== WORK REQUIRED ==
Go through the listing below and count the lines with "DateTime" in them. Only the count is needed.
(Beginning of INPUT DATA)
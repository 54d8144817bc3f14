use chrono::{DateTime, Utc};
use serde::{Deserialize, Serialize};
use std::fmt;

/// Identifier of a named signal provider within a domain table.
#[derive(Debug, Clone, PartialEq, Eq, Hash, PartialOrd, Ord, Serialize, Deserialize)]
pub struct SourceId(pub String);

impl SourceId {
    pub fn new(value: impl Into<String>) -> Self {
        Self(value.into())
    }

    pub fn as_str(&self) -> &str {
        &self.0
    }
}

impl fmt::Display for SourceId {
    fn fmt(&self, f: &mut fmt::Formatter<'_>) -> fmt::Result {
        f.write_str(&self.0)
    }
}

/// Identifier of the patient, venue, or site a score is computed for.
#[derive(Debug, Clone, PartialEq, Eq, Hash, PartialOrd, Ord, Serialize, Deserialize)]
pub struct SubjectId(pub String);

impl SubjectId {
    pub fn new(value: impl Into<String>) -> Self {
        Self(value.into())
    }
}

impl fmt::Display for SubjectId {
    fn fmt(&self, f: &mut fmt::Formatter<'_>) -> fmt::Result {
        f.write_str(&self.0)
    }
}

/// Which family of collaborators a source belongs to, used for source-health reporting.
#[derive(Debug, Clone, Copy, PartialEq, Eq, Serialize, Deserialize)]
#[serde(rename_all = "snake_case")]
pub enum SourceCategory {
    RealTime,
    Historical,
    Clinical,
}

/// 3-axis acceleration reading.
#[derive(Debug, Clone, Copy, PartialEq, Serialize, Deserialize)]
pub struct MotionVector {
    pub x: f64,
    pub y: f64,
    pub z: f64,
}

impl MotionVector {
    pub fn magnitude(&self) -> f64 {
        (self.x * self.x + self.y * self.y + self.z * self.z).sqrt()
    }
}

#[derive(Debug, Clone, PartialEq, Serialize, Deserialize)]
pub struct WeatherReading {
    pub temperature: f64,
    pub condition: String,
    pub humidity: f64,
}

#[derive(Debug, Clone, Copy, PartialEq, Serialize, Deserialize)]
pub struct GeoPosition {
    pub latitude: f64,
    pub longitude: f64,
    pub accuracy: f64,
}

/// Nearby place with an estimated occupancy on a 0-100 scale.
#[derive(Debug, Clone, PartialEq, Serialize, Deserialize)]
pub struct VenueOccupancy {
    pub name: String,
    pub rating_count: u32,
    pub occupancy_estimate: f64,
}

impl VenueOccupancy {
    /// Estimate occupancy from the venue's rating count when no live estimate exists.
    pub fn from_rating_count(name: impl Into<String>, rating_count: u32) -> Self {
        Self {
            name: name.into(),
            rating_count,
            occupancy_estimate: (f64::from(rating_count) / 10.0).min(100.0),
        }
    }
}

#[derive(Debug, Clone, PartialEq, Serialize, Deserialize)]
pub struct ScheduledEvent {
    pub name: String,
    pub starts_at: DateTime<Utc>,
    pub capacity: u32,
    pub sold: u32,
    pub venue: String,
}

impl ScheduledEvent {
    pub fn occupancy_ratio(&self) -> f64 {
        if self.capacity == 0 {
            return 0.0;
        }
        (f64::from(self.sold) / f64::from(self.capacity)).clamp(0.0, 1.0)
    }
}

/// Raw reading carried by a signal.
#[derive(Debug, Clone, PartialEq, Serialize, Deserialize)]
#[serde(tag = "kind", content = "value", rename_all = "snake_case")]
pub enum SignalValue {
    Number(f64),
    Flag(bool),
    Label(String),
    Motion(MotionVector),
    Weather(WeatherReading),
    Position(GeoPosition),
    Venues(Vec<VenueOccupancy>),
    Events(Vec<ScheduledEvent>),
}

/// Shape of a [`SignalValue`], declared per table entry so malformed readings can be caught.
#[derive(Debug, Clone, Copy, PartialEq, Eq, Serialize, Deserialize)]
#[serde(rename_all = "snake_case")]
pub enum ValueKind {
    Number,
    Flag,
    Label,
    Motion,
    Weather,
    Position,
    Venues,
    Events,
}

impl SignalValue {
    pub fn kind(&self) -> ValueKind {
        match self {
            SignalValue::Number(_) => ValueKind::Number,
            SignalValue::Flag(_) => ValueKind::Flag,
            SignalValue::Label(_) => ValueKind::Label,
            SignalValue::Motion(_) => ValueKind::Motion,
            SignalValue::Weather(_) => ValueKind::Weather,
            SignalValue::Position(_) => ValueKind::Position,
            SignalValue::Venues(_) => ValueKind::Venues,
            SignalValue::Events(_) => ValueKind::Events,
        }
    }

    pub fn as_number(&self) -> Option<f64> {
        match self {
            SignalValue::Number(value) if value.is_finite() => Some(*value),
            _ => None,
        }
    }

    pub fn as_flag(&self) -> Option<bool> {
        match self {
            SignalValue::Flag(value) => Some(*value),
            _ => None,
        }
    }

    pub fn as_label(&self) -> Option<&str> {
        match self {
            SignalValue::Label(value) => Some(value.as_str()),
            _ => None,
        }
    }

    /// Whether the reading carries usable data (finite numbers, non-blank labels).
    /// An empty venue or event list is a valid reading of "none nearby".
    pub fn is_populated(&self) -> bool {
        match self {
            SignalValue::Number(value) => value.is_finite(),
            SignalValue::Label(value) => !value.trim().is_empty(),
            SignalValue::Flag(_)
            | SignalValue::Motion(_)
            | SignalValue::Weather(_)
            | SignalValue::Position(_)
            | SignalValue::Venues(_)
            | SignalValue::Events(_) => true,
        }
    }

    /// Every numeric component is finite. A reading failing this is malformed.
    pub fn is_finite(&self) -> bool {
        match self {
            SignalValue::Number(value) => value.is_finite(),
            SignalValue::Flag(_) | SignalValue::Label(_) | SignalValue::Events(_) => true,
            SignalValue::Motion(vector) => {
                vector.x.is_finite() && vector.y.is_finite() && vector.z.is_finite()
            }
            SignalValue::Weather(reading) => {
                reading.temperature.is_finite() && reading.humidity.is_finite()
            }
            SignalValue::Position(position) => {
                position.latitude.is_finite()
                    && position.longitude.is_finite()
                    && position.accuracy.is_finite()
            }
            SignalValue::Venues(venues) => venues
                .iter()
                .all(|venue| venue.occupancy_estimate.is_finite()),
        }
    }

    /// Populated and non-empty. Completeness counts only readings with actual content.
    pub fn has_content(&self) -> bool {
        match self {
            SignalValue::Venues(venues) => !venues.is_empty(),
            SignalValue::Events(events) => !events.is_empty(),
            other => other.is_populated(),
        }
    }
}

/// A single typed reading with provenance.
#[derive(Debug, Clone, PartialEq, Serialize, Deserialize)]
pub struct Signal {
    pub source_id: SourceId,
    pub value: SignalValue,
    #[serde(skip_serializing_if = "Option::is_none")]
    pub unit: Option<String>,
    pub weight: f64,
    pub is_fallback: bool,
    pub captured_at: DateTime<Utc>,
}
(End of INPUT DATA)
== ANSWER SECTION ==
3